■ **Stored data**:

╭──

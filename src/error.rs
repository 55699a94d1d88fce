//! Error types returned when waiting for a request.

use thiserror::Error;

/// Result alias used throughout the crate.
pub type Result<T> = std::result::Result<T, Error>;

/// Ways waiting for a request can fail.
#[derive(Debug, Error)]
pub enum Error {
    /// No matching request arrived within the configured timeout.
    #[error("Request timed out")]
    Timeout,

    /// The listener could not be bound.
    #[error("failed to bind {addr}: {source}")]
    Bind {
        /// The `host:port` that was requested.
        addr: String,
        /// The underlying socket error.
        #[source]
        source: std::io::Error,
    },

    /// The listener faulted after it was bound.
    #[error(transparent)]
    Transport(#[from] std::io::Error),

    /// A matching request carried a body that is not valid JSON.
    #[error("request body is not valid JSON: {0}")]
    InvalidBody(#[from] serde_json::Error),

    /// The configured response could not be turned into an HTTP response.
    #[error("invalid response configuration: {0}")]
    InvalidResponse(#[from] http::Error),
}

impl Error {
    /// true if the operation failed because no request arrived in time.
    pub fn is_timeout(&self) -> bool {
        matches!(self, Error::Timeout)
    }

    pub(crate) fn bind(host: &str, port: u16, source: std::io::Error) -> Self {
        Error::Bind {
            addr: format!("{}:{}", host, port),
            source,
        }
    }
}

#[cfg(test)]
mod tests {
    use super::*;
    use std::error::Error as _;

    #[test]
    fn test_timeout_message() {
        let err = Error::Timeout;
        assert!(err.is_timeout());
        assert_eq!("Request timed out", err.to_string());
    }

    #[test]
    fn test_bind_preserves_source() {
        let err = Error::bind("localhost", 3000, std::io::ErrorKind::AddrInUse.into());
        assert!(!err.is_timeout());
        assert!(err.to_string().starts_with("failed to bind localhost:3000"));
        let source = err
            .source()
            .and_then(|s| s.downcast_ref::<std::io::Error>())
            .unwrap();
        assert_eq!(std::io::ErrorKind::AddrInUse, source.kind());
    }
}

╰──

■ **Your goal**: Lines from the top of the entries through the line with "not be bound." are to be transcribed exactly, and nothing more.

■ **Answer box**:
filename src/error.rs
repository 55699a94d1d88fce
//! Error types returned when waiting for a request.

use thiserror::Error;

/// Result alias used throughout the crate.
pub type Result<T> = std::result::Result<T, Error>;

/// Ways waiting for a request can fail.
#[derive(Debug, Error)]
pub enum Error {
    /// No matching request arrived within the configured timeout.
    #[error("Request timed out")]
    Timeout,

    /// The listener could not be bound.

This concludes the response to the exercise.